Given data START
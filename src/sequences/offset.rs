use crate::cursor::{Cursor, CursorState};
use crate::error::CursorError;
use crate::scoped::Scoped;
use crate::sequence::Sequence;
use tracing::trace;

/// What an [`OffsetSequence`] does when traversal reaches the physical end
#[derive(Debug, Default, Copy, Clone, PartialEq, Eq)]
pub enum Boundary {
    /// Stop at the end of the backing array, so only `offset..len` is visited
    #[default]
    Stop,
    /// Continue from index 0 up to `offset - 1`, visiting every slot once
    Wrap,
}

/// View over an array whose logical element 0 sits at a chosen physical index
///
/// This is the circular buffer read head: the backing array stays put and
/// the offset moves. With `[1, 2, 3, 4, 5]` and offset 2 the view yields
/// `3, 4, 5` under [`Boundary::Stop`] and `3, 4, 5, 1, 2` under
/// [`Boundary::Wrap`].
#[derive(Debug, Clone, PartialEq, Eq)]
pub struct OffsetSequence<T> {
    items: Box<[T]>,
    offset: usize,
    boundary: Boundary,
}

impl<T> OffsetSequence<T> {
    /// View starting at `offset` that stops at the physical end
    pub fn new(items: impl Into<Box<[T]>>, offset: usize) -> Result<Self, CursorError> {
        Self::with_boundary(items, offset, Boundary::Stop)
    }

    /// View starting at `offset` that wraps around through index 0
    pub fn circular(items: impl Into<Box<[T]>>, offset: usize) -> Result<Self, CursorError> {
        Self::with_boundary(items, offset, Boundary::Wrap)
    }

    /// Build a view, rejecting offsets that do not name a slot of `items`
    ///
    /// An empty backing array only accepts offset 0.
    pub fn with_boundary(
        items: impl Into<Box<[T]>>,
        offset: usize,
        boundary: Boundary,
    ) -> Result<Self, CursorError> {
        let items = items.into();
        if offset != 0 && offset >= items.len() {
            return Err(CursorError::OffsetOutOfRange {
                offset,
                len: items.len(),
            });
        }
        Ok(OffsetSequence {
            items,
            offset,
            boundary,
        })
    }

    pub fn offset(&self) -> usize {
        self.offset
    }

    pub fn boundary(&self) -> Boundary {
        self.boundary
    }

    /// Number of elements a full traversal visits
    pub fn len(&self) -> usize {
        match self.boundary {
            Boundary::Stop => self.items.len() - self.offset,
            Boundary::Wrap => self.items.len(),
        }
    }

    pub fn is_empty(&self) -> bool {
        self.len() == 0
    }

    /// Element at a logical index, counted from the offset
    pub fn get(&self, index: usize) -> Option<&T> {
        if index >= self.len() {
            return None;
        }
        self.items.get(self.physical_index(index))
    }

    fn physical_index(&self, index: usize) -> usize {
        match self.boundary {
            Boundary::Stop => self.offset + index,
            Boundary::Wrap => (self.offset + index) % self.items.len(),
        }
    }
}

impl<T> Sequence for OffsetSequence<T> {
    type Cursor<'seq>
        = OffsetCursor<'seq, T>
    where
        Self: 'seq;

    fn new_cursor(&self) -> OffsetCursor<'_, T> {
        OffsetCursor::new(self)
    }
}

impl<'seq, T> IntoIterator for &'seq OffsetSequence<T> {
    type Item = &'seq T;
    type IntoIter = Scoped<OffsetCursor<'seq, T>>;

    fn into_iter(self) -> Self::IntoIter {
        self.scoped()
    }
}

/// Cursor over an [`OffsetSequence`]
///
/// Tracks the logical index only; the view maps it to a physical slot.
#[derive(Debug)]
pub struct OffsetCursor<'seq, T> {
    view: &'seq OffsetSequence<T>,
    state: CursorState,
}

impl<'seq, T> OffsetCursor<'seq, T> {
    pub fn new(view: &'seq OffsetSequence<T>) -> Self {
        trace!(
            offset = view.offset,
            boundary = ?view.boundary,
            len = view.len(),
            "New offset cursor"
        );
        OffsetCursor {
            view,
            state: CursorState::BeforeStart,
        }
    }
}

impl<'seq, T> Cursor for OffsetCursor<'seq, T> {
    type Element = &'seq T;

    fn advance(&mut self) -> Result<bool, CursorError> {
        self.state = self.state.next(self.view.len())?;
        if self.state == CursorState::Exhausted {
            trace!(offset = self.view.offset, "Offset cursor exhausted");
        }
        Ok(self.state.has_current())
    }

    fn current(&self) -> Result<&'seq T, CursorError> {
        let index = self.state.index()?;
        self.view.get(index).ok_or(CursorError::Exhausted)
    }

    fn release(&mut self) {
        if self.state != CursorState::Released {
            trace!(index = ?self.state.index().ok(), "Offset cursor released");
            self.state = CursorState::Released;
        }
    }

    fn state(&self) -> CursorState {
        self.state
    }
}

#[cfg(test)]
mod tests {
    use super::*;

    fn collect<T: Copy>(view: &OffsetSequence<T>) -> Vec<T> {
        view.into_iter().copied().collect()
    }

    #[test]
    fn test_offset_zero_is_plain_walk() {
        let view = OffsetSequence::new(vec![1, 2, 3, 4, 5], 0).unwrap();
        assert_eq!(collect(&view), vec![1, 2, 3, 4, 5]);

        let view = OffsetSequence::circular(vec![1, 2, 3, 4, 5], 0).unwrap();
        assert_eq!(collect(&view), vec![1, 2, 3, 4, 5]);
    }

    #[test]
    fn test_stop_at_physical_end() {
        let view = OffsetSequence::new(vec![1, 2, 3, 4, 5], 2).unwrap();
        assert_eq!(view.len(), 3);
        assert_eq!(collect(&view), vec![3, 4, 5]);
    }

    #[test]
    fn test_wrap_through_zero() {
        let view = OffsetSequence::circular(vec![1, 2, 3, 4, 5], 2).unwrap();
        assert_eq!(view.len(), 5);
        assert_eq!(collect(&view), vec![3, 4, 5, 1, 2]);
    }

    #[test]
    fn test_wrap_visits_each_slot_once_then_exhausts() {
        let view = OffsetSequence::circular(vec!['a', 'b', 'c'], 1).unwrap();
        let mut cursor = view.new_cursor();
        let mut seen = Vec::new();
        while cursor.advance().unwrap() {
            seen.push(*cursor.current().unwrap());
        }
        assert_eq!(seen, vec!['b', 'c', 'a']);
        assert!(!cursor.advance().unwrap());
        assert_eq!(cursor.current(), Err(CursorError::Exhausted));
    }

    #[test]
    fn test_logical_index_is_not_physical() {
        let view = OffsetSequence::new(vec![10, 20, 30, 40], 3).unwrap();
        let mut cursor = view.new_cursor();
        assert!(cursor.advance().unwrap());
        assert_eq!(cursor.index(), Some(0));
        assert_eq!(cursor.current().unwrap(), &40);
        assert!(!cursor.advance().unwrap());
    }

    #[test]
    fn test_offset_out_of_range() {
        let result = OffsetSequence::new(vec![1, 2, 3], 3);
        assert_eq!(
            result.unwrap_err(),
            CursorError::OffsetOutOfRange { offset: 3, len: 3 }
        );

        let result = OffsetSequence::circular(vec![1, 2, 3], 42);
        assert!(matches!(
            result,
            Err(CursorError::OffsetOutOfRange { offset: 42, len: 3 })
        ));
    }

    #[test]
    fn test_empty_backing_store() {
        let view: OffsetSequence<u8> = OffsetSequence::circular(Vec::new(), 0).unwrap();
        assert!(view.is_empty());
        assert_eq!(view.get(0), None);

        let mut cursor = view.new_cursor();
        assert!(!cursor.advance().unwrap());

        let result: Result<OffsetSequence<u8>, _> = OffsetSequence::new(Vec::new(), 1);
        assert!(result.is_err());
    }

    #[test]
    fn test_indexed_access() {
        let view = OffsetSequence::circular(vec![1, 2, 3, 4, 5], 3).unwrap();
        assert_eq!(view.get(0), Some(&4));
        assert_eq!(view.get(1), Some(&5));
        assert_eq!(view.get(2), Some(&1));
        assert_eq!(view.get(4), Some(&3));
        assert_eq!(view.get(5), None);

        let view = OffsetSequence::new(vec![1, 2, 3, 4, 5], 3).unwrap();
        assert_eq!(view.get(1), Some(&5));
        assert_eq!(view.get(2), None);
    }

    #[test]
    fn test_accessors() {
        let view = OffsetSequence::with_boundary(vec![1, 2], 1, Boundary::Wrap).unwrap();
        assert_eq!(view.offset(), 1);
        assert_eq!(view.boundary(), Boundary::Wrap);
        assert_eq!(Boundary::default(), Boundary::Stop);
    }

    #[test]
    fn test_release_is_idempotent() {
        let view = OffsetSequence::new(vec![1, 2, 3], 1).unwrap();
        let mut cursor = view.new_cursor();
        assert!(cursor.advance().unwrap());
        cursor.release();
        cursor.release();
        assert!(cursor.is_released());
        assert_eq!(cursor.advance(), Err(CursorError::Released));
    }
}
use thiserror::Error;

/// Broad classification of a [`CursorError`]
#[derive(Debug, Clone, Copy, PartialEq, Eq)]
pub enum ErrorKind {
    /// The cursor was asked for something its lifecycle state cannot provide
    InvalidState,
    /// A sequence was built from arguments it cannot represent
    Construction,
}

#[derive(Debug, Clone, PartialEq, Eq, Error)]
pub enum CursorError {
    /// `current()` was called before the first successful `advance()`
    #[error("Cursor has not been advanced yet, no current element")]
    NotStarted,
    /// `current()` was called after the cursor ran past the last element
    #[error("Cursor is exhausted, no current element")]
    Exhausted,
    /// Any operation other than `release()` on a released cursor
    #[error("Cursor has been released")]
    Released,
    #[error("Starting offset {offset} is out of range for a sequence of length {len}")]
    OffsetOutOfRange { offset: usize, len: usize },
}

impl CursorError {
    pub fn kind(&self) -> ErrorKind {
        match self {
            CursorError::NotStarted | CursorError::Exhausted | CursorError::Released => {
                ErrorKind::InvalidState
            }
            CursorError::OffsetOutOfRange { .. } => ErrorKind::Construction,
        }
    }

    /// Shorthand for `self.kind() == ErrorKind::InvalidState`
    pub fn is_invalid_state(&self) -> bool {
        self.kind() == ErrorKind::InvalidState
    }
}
Given data END
§ Your assignment:
Print, from the entries above, the line with "pub struct OffsetCursor<'seq, T>", the line with "if self.state == CursorState::Exhausted" and all lines between them, exactly and with nothing else.

§ Answer section:
pub struct OffsetCursor<'seq, T> {
    view: &'seq OffsetSequence<T>,
    state: CursorState,
}

impl<'seq, T> OffsetCursor<'seq, T> {
    pub fn new(view: &'seq OffsetSequence<T>) -> Self {
        trace!(
            offset = view.offset,
            boundary = ?view.boundary,
            len = view.len(),
            "New offset cursor"
        );
        OffsetCursor {
            view,
            state: CursorState::BeforeStart,
        }
    }
}

impl<'seq, T> Cursor for OffsetCursor<'seq, T> {
    type Element = &'seq T;

    fn advance(&mut self) -> Result<bool, CursorError> {
        self.state = self.state.next(self.view.len())?;
        if self.state == CursorState::Exhausted {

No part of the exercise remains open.